What needs to be done – Give again every line from the one with "fn print_json<T: Serialize>(value: &T)" through the last line of the data, exactly, and leave out the lines before it.

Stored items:
>>>
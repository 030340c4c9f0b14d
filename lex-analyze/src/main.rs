use std::collections::HashMap;
use std::io::Read;
use std::path::{Path, PathBuf};

use adaptive_practice::{
    Candidate, ScenePreference, ThemeScene, ThemeWeights, WordEvidence, WordKnowledge,
    article_difficulty, predict_article, profile_from_evidence, recommend, recommend_for_band,
    select_next, update,
};
use anyhow::Context;
use clap::{Parser, Subcommand, ValueEnum};
use futures::StreamExt;
use indicatif::{ProgressBar, ProgressStyle};
use language_utils::{
    Language, LexicalProfile, PracticeSession, TargetBand, UserAbilityState,
};
use lexical_analysis::{
    AnalysisContext, AnalysisOptions, DictionarySource, EngineConfig, GrammarTable,
    TokenizerBackend,
};
use rand::SeedableRng;
use rand_chacha::ChaCha8Rng;
use serde::Serialize;
use serde::de::DeserializeOwned;

/// Grade texts by vocabulary and grammar level, and drive adaptive practice
#[derive(Parser, Debug)]
#[command(version, about, long_about = None)]
struct Args {
    /// Engine config JSON. Falls back to $LEX_ENGINE_CONFIG, then built-in defaults
    #[arg(short, long, global = true)]
    config: Option<PathBuf>,

    #[command(subcommand)]
    command: Command,
}

#[derive(Subcommand, Debug)]
enum Command {
    /// Print a lexical profile per text file (JSON lines). Reads stdin without files
    Analyze {
        #[arg(short, long, value_parser = parse_language)]
        language: Language,
        #[arg(long)]
        backend: Option<TokenizerBackend>,
        #[arg(long)]
        dictionary: Option<DictionarySource>,
        #[arg(long)]
        grammar_table: Option<GrammarTable>,
        files: Vec<PathBuf>,
    },
    /// Predict which words of a text a learner does not know
    Predict {
        #[arg(short, long, value_parser = parse_language)]
        language: Language,
        /// Learner's native language
        #[arg(long, value_parser = parse_language)]
        native: Option<Language>,
        /// JSON `{"evidence": {word: ...}, "frequency_ranks": {word: rank}}`
        #[arg(long)]
        evidence: Option<PathBuf>,
        file: PathBuf,
    },
    /// Build a mastery profile from a JSON array of per-word records
    Profile { words: PathBuf },
    /// Fold a practice session into an ability state
    Update {
        /// Current state. A new learner's defaults when omitted
        #[arg(long)]
        state: Option<PathBuf>,
        #[arg(long)]
        session: PathBuf,
        /// Token count of the practiced item; 0 skips the new-word signals
        #[arg(long, default_value_t = 0)]
        total_tokens: usize,
    },
    /// Rank candidates within a recommendation band
    Recommend {
        #[arg(long)]
        state: Option<PathBuf>,
        #[arg(long)]
        candidates: PathBuf,
        #[arg(short, long, value_parser = parse_language)]
        language: Language,
        /// Drawn from the state's explore ratios when omitted
        #[arg(long)]
        band: Option<TargetBand>,
        #[arg(long)]
        seed: Option<u64>,
    },
    /// Pick the item to practice after the current one
    Next {
        #[arg(long)]
        state: Option<PathBuf>,
        #[arg(long)]
        candidates: PathBuf,
        #[arg(short, long, value_parser = parse_language)]
        language: Language,
        /// Defaults to the state's level
        #[arg(long)]
        target_level: Option<f64>,
        #[arg(long)]
        current: Option<String>,
        /// JSON array of the user's scene preferences
        #[arg(long)]
        scenes: Option<PathBuf>,
        /// JSON array of theme scene vectors
        #[arg(long)]
        theme_scenes: Option<PathBuf>,
    },
    /// Print the JSON schema of a record
    Schema { record: SchemaRecord },
}

#[derive(ValueEnum, Clone, Copy, Debug)]
enum SchemaRecord {
    Config,
    Profile,
    State,
    Session,
    Candidate,
}

#[derive(Serialize)]
struct AnalyzedFile {
    path: Option<PathBuf>,
    profile: LexicalProfile,
}

#[derive(serde::Deserialize, Default)]
struct EvidenceFile {
    #[serde(default)]
    evidence: HashMap<String, WordEvidence>,
    #[serde(default)]
    frequency_ranks: HashMap<String, u32>,
}

fn parse_language(code: &str) -> Result<Language, String> {
    Language::from_code(code).ok_or_else(|| format!("unknown language code: {code}"))
}

#[tokio::main]
async fn main() -> anyhow::Result<()> {
    dotenvy::dotenv().ok();
    env_logger::init();

    let args = Args::parse();
    match args.command {
        Command::Analyze {
            language,
            backend,
            dictionary,
            grammar_table,
            files,
        } => {
            let context = AnalysisContext::new(load_config(args.config)?);
            let options = AnalysisOptions {
                backend,
                dictionary,
                grammar_table,
            };
            analyze_files(&context, language, options, files).await?;
        }
        Command::Predict {
            language,
            native,
            evidence,
            file,
        } => {
            let context = AnalysisContext::new(load_config(args.config)?);
            let text = read_text(&file)?;
            let profile = context
                .analyze(&text, language, AnalysisOptions::default())
                .await;
            let evidence: EvidenceFile = match evidence {
                Some(path) => read_json(&path)?,
                None => EvidenceFile::default(),
            };
            let prediction = predict_article(
                &profile.tokens,
                native,
                &evidence.evidence,
                &evidence.frequency_ranks,
                chrono::Utc::now(),
            );
            let grammar_level = profile.grammar.as_ref().and_then(|g| g.hardest_level());
            let difficulty = article_difficulty(&prediction, grammar_level);
            print_json(&serde_json::json!({
                "prediction": prediction,
                "difficulty": difficulty,
            }))?;
        }
        Command::Profile { words } => {
            let rows: Vec<WordKnowledge> = read_json(&words)?;
            print_json(&profile_from_evidence(&rows))?;
        }
        Command::Update {
            state,
            session,
            total_tokens,
        } => {
            let state = read_state(state.as_deref())?;
            let session: PracticeSession = read_json(&session)?;
            print_json(&update(&state, &session, total_tokens))?;
        }
        Command::Recommend {
            state,
            candidates,
            language,
            band,
            seed,
        } => {
            let state = read_state(state.as_deref())?;
            let candidates: Vec<Candidate> = read_json(&candidates)?;
            let recommendation = match band {
                Some(band) => recommend_for_band(&state, &candidates, language, band),
                None => {
                    let mut rng = match seed {
                        Some(seed) => ChaCha8Rng::seed_from_u64(seed),
                        None => ChaCha8Rng::from_os_rng(),
                    };
                    recommend(&state, &candidates, language, &mut rng)
                }
            };
            print_json(&recommendation)?;
        }
        Command::Next {
            state,
            candidates,
            language,
            target_level,
            current,
            scenes,
            theme_scenes,
        } => {
            let state = read_state(state.as_deref())?;
            let candidates: Vec<Candidate> = read_json(&candidates)?;
            let scenes: Vec<ScenePreference> = match scenes {
                Some(path) => read_json(&path)?,
                None => Vec::new(),
            };
            let theme_scenes: Vec<ThemeScene> = match theme_scenes {
                Some(path) => read_json(&path)?,
                None => Vec::new(),
            };
            let weights = ThemeWeights::from_scenes(&scenes, &theme_scenes);
            let suggestion = select_next(
                current.as_deref(),
                &candidates,
                &weights,
                target_level.unwrap_or(state.level),
                language,
                &state.unknown_rate_by_band,
            );
            match suggestion {
                Some(suggestion) => print_json(&suggestion)?,
                None => log::warn!("No candidate left to suggest"),
            }
        }
        Command::Schema { record } => {
            let schema = match record {
                SchemaRecord::Config => schemars::schema_for!(EngineConfig),
                SchemaRecord::Profile => schemars::schema_for!(LexicalProfile),
                SchemaRecord::State => schemars::schema_for!(UserAbilityState),
                SchemaRecord::Session => schemars::schema_for!(PracticeSession),
                SchemaRecord::Candidate => schemars::schema_for!(Candidate),
            };
            print_json(&schema)?;
        }
    }
    Ok(())
}

async fn analyze_files(
    context: &AnalysisContext,
    language: Language,
    options: AnalysisOptions,
    files: Vec<PathBuf>,
) -> anyhow::Result<()> {
    if files.is_empty() {
        let mut text = String::new();
        std::io::stdin()
            .read_to_string(&mut text)
            .context("Failed to read stdin")?;
        let profile = context.analyze(&text, language, options).await;
        return print_line(&AnalyzedFile {
            path: None,
            profile,
        });
    }

    let pb = ProgressBar::new(files.len() as u64);
    pb.set_style(
        ProgressStyle::default_bar()
            .template("{spinner:.green} [{elapsed_precise}] [{bar:40.cyan/blue}] {pos}/{len} texts ({eta})")?
            .progress_chars("#>-"),
    );

    let mut results = futures::stream::iter(files.into_iter().map(|path| {
        let pb = pb.clone();
        async move {
            let result = match read_text(&path) {
                Ok(text) => Ok(context.analyze(&text, language, options).await),
                Err(e) => Err(e),
            };
            pb.inc(1);
            (path, result)
        }
    }))
    .buffered(8);

    while let Some((path, result)) = results.next().await {
        match result {
            Ok(profile) => {
                pb.suspend(|| {
                    print_line(&AnalyzedFile {
                        path: Some(path),
                        profile,
                    })
                })?;
            }
            Err(e) => log::error!("{e:#}"),
        }
    }
    pb.finish_and_clear();
    Ok(())
}

fn load_config(path: Option<PathBuf>) -> anyhow::Result<EngineConfig> {
    let path = path.or_else(|| std::env::var_os("LEX_ENGINE_CONFIG").map(PathBuf::from));
    match path {
        Some(path) => EngineConfig::from_json_file(&path)
            .with_context(|| format!("Failed to load config from {}", path.display())),
        None => {
            log::info!("No config given, using defaults");
            Ok(EngineConfig::default())
        }
    }
}

fn read_state(path: Option<&Path>) -> anyhow::Result<UserAbilityState> {
    match path {
        Some(path) => read_json(path),
        None => Ok(UserAbilityState::default()),
    }
}

fn read_text(path: &Path) -> anyhow::Result<String> {
    std::fs::read_to_string(path).with_context(|| format!("Failed to read {}", path.display()))
}

fn read_json<T: DeserializeOwned>(path: &Path) -> anyhow::Result<T> {
    let contents = read_text(path)?;
    serde_json::from_str(&contents).with_context(|| format!("Failed to parse {}", path.display()))
}

fn print_json<T: Serialize>(value: &T) -> anyhow::Result<()> {
    println!("{}", serde_json::to_string_pretty(value)?);
    Ok(())
}

fn print_line<T: Serialize>(value: &T) -> anyhow::Result<()> {
    println!("{}", serde_json::to_string(value)?);
    Ok(())
}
<<<
Answer to this task –
fn print_json<T: Serialize>(value: &T) -> anyhow::Result<()> {
    println!("{}", serde_json::to_string_pretty(value)?);
    Ok(())
}

fn print_line<T: Serialize>(value: &T) -> anyhow::Result<()> {
    println!("{}", serde_json::to_string(value)?);
    Ok(())
}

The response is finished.